Basic RAW Processing in digiKam

For this project, we’ll use a photo of the famous Sagrada Familia cathedral in Barcelona, Spain (you can download the RAW file from The photo was taken with a Canon PowerShot S90 camera, and the RAW file exhibits several obvious flaws, including visible barrel distortion, underexposed areas, and noise. In other words, this particular RAW file is perfect for tweaking in digiKam.

Configuring RAW decoding

Configuring RAW decoding

Before you start, make sure that digiKam is set to open RAW files in the 16-bit mode using the default settings. To do this, choose Settings → Configure digiKam and switch to the Raw Decoding section. Enable the Use the default settings, 16 bit option and press OK. Open then the RAW file for editing using the F4 key (or choose Image → Edit).


Applying lens correction

The first order of business is to fix the lens distortion. Since the LenFun library used by digiKam for automatic lens correction doesn’t have a lens profile for Canon PowerShot S90, you have to fix lens distortion manually. Choose Enhance → Lens → Distortion, then use the Main slider to set the correction value. Alternatively, you can enter the exact value in the field next to the slider. For this particular file, the -27 value should do the trick. Check the preview image to make sure that the distortion is properly corrected, and press OK to apply the correction.

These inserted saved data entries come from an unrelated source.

// Copyright (c) 2025 Steve Wagner (ciroque@live.com)
// SPDX-License-Identifier: MIT

//! Shared cursor machinery.
//!
//! Almost every operator in the engine is written as a [`Producer`]: an object
//! that, given a cancellation token, yields the next element, `None` at the end,
//! or an error. [`ProducerCursor`] lifts a producer into a full [`Cursor`] and
//! owns everything the protocol demands:
//!
//! * the lifecycle state machine and the held `current` value,
//! * the single-flight check (`OverlappingAdvance`),
//! * racing the producer against both the caller's cancel signal and the
//!   cursor's own cancellation token,
//! * cancelling upstream when the cursor faults, is cancelled, or ends,
//! * a drop guard: an `advance` future dropped mid-flight leaves the cursor
//!   `Canceled`.

use std::sync::Arc;

use async_trait::async_trait;
use parking_lot::Mutex;
use tokio_util::sync::CancellationToken;

use crate::engine::context::Context;
use crate::errors::{SequenceError, SequenceResult};
use crate::observability::messages::cursor::{CursorCanceled, CursorFaulted};
use crate::observability::messages::StructuredLog;
use crate::traits::{BoxCursor, Cursor, CursorState, Element, Sequence, SequenceRef, StopFuture};

/// Source of elements for a [`ProducerCursor`].
///
/// `next` is never called concurrently with itself. It is dropped (not
/// completed) when the cursor is cancelled mid-flight, so any state it touches
/// must be left consistent at every await point.
#[async_trait]
pub trait Producer<T>: Send + Sync + 'static {
    async fn next(&self, cancel: &CancellationToken) -> SequenceResult<Option<T>>;

    /// Cancel everything this producer owns upstream. Must be idempotent.
    fn cancel(&self) {}

    /// Like [`Producer::cancel`], returning cleanup work still in progress.
    fn stop(&self) -> Vec<StopFuture> {
        self.cancel();
        Vec::new()
    }
}

struct Slot<T> {
    state: CursorState,
    current: Option<T>,
}

/// State machine and cancellation token shared by cursor implementations.
pub(crate) struct CursorCore<T> {
    slot: Mutex<Slot<T>>,
    token: CancellationToken,
}

impl<T: Element> CursorCore<T> {
    pub(crate) fn new() -> Self {
        Self {
            slot: Mutex::new(Slot {
                state: CursorState::Ready,
                current: None,
            }),
            token: CancellationToken::new(),
        }
    }

    pub(crate) fn token(&self) -> &CancellationToken {
        &self.token
    }

    pub(crate) fn state(&self) -> CursorState {
        self.slot.lock().state
    }

    pub(crate) fn current(&self) -> Option<T> {
        let slot = self.slot.lock();
        match slot.state {
            CursorState::HasValue => slot.current.clone(),
            _ => None,
        }
    }

    /// Enter `Advancing`, enforcing the single-flight rule.
    pub(crate) fn begin(&self) -> SequenceResult<Flight<'_, T>> {
        let mut slot = self.slot.lock();
        match slot.state {
            CursorState::Ready | CursorState::HasValue => {
                slot.current = None;
                if self.token.is_cancelled() {
                    slot.state = CursorState::Canceled;
                    return Err(SequenceError::Cancelled);
                }
                slot.state = CursorState::Advancing;
                Ok(Flight {
                    core: self,
                    done: false,
                })
            }
            CursorState::Advancing => Err(SequenceError::OverlappingAdvance),
            CursorState::Canceled => Err(SequenceError::Cancelled),
            state => Err(SequenceError::Terminated { state }),
        }
    }

    /// Move to `Canceled` from any state. Returns false if already there.
    pub(crate) fn mark_canceled(&self) -> bool {
        let first = {
            let mut slot = self.slot.lock();
            slot.current = None;
            let first = slot.state != CursorState::Canceled;
            slot.state = CursorState::Canceled;
            first
        };
        self.token.cancel();
        first
    }
}

/// One in-flight `advance`. Dropping it unfinished cancels the cursor.
pub(crate) struct Flight<'a, T: Element> {
    core: &'a CursorCore<T>,
    done: bool,
}

impl<T: Element> Flight<'_, T> {
    /// Record the producer's outcome and translate it to the `advance` contract.
    pub(crate) fn finish(mut self, outcome: SequenceResult<Option<T>>) -> SequenceResult<bool> {
        self.done = true;
        let mut slot = self.core.slot.lock();
        if slot.state == CursorState::Canceled {
            slot.current = None;
            return Err(SequenceError::Cancelled);
        }
        match outcome {
            Ok(Some(value)) => {
                slot.state = CursorState::HasValue;
                slot.current = Some(value);
                Ok(true)
            }
            Ok(None) => {
                slot.state = CursorState::Exhausted;
                Ok(false)
            }
            Err(SequenceError::Cancelled) => {
                slot.state = CursorState::Canceled;
                drop(slot);
                self.core.token.cancel();
                Err(SequenceError::Cancelled)
            }
            Err(err) => {
                slot.state = CursorState::Faulted;
                Err(err)
            }
        }
    }
}

impl<T: Element> Drop for Flight<'_, T> {
    fn drop(&mut self) {
        if self.done {
            return;
        }
        let mut slot = self.core.slot.lock();
        if slot.state == CursorState::Advancing {
            slot.state = CursorState::Canceled;
            slot.current = None;
        }
        drop(slot);
        self.core.token.cancel();
    }
}

/// A [`Cursor`] driven by a [`Producer`].
pub struct ProducerCursor<T: Element, P> {
    core: CursorCore<T>,
    producer: P,
    label: &'static str,
}

impl<T: Element, P: Producer<T>> ProducerCursor<T, P> {
    pub fn new(label: &'static str, producer: P) -> Self {
        Self {
            core: CursorCore::new(),
            producer,
            label,
        }
    }

    pub fn boxed(label: &'static str, producer: P) -> BoxCursor<T> {
        Box::new(Self::new(label, producer))
    }
}

#[async_trait]
impl<T: Element, P: Producer<T>> Cursor<T> for ProducerCursor<T, P> {
    async fn advance(&self, cancel: &CancellationToken) -> SequenceResult<bool> {
        let flight = self.core.begin()?;
        let token = self.core.token();

        // A ready outcome beats a cancellation that raced it.
        let outcome = tokio::select! {
            biased;
            next = self.producer.next(token) => next,
            _ = token.cancelled() => Err(SequenceError::Cancelled),
            _ = cancel.cancelled() => Err(SequenceError::Cancelled),
        };

        let result = flight.finish(outcome);
        match &result {
            Ok(true) => {}
            Ok(false) => self.producer.cancel(),
            Err(SequenceError::Cancelled) => {
                CursorCanceled { operator: self.label }.log();
                self.producer.cancel();
            }
            Err(err) => {
                CursorFaulted {
                    operator: self.label,
                    error: err,
                }
                .log();
                self.producer.cancel();
            }
        }
        result
    }

    fn current(&self) -> Option<T> {
        self.core.current()
    }

    fn cancel(&self) {
        if self.core.mark_canceled() {
            CursorCanceled { operator: self.label }.log();
        }
        self.producer.cancel();
    }

    fn stop(&self) -> Vec<StopFuture> {
        self.core.mark_canceled();
        self.producer.stop()
    }

    fn state(&self) -> CursorState {
        self.core.state()
    }
}

/// A [`Sequence`] defined by a closure from context to cursor.
pub struct FnSequence<F>(F);

impl<T, F> Sequence<T> for FnSequence<F>
where
    F: Fn(&Context) -> BoxCursor<T> + Send + Sync,
{
    fn start(&self, context: &Context) -> BoxCursor<T> {
        (self.0)(context)
    }
}

/// Build a sequence from a start function.
pub fn sequence<T, F>(start: F) -> SequenceRef<T>
where
    T: Element,
    F: Fn(&Context) -> BoxCursor<T> + Send + Sync + 'static,
{
    Arc::new(FnSequence(start))
}

#[cfg(test)]
mod tests {
    use super::*;
    use crate::traits::CursorExt;
    use std::sync::atomic::{AtomicUsize, Ordering};
    use std::time::Duration;

    /// Counts up to `limit`, sleeping before each element when `slow` is set.
    struct Counter {
        next: AtomicUsize,
        limit: usize,
        slow: bool,
        cancels: Arc<AtomicUsize>,
    }

    #[async_trait]
    impl Producer<usize> for Counter {
        async fn next(&self, _cancel: &CancellationToken) -> SequenceResult<Option<usize>> {
            if self.slow {
                tokio::time::sleep(Duration::from_millis(200)).await;
            }
            let n = self.next.fetch_add(1, Ordering::SeqCst);
            Ok((n < self.limit).then_some(n))
        }

        fn cancel(&self) {
            self.cancels.fetch_add(1, Ordering::SeqCst);
        }
    }

    fn counter(limit: usize, slow: bool) -> (ProducerCursor<usize, Counter>, Arc<AtomicUsize>) {
        let cancels = Arc::new(AtomicUsize::new(0));
        let cursor = ProducerCursor::new(
            "counter",
            Counter {
                next: AtomicUsize::new(0),
                limit,
                slow,
                cancels: cancels.clone(),
            },
        );
        (cursor, cancels)
    }

    #[tokio::test]
    async fn test_state_machine_walks_to_exhausted() {
        let (cursor, _) = counter(2, false);
        let cancel = CancellationToken::new();

        assert_eq!(cursor.state(), CursorState::Ready);
        assert!(cursor.advance(&cancel).await.unwrap());
        assert_eq!(cursor.state(), CursorState::HasValue);
        assert_eq!(cursor.current(), Some(0));
        assert!(cursor.advance(&cancel).await.unwrap());
        assert_eq!(cursor.current(), Some(1));
        assert!(!cursor.advance(&cancel).await.unwrap());
        assert_eq!(cursor.state(), CursorState::Exhausted);
        assert_eq!(cursor.current(), None);

        match cursor.advance(&cancel).await {
            Err(SequenceError::Terminated { state }) => assert_eq!(state, CursorState::Exhausted),
            other => panic!("expected Terminated, got {other:?}"),
        }
    }

    #[tokio::test]
    async fn test_overlapping_advance_is_rejected() {
        let (cursor, _) = counter(5, true);
        let cancel = CancellationToken::new();

        let (first, second) = tokio::join!(cursor.advance(&cancel), async {
            tokio::time::sleep(Duration::from_millis(20)).await;
            cursor.advance(&cancel).await
        });

        assert!(first.unwrap());
        assert!(matches!(second, Err(SequenceError::OverlappingAdvance)));
    }

    #[tokio::test]
    async fn test_cancel_mid_advance_resolves_cancelled_and_sticks() {
        let (cursor, cancels) = counter(5, true);
        let cancel = CancellationToken::new();

        let (result, _) = tokio::join!(cursor.advance(&cancel), async {
            tokio::time::sleep(Duration::from_millis(20)).await;
            cursor.cancel();
        });

        assert!(matches!(result, Err(SequenceError::Cancelled)));
        assert_eq!(cursor.state(), CursorState::Canceled);
        assert!(matches!(cursor.advance(&cancel).await, Err(SequenceError::Cancelled)));
        assert!(cancels.load(Ordering::SeqCst) >= 1);
    }

    #[tokio::test]
    async fn test_external_signal_cancels_the_cursor() {
        let (cursor, _) = counter(5, true);
        let cancel = CancellationToken::new();
        let trigger = cancel.clone();

        let (result, _) = tokio::join!(cursor.advance(&cancel), async {
            tokio::time::sleep(Duration::from_millis(20)).await;
            trigger.cancel();
        });

        assert!(matches!(result, Err(SequenceError::Cancelled)));
        let fresh = CancellationToken::new();
        assert!(matches!(cursor.advance(&fresh).await, Err(SequenceError::Cancelled)));
    }

    #[tokio::test]
    async fn test_ready_outcome_beats_raced_signal() {
        let (cursor, _) = counter(5, false);
        let cancel = CancellationToken::new();
        cancel.cancel();

        assert!(cursor.advance(&cancel).await.unwrap());
        assert_eq!(cursor.current(), Some(0));

        let (slow, _) = counter(5, true);
        assert!(matches!(slow.advance(&cancel).await, Err(SequenceError::Cancelled)));
    }

    #[tokio::test]
    async fn test_dropped_advance_leaves_cursor_canceled() {
        let (cursor, _) = counter(5, true);
        let cancel = CancellationToken::new();

        let timed_out =
            tokio::time::timeout(Duration::from_millis(20), cursor.advance(&cancel)).await;
        assert!(timed_out.is_err());
        assert_eq!(cursor.state(), CursorState::Canceled);
    }

    #[tokio::test]
    async fn test_next_step_reports_three_way_results() {
        let (cursor, _) = counter(1, false);
        let cancel = CancellationToken::new();

        assert!(matches!(cursor.next_step(&cancel).await, crate::traits::Step::Value(0)));
        assert!(matches!(cursor.next_step(&cancel).await, crate::traits::Step::End));

        let (cursor, _) = counter(1, false);
        cursor.cancel();
        assert!(matches!(cursor.next_step(&cancel).await, crate::traits::Step::Cancelled));
    }
}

Using the Local Contrast tool

Using the Local Contrast tool

Although the Canon PowerShot S90 did a respectable job of producing a well-exposed image, the photo still has slightly underexposed areas. The easiest way to fix this problem is to use the Local Contrast tool (Enhance → Local Contrast). The default values should do the trick, but feel free to experiment with different settings. But don’t try to push them too far, as the final result may look unnatural. Also, before you start modifying the default settings, save them as a preset using the Save As button. Later, you can restore the original settings from the preset using the Load button.

Applying noise reduction

Applying noise reduction

Next stop is the Noise Reduction tool (Enhance → Noise Reduction). While the default noise reduction settings work fine in most situations, you might want to adjust them to achieve even better results. When experimenting with different noise reduction settings, it’s a good idea to switch to the 100% crop, which gives you a much better view of the noise reduction effect. To do this, select 100% from the Zoom drop-down list. You can then use the scrollbars to view the desired part of the photo. Alternatively, you can use the Pan button in the lower-right corner of the preview window to display a thumbnail of the photo and pan by dragging the red square to the desired area in the image. To preview the noise reduction result, use the Try button.

Sharpening the photo

Sharpening the photo

Finally, the photo could use some sharpening, so choose Enhance → Sharpen, adjust the sharpness level using the Sharpness slider, and press Try to preview the result. Again, you might want to switch to the 100% crop for a better preview.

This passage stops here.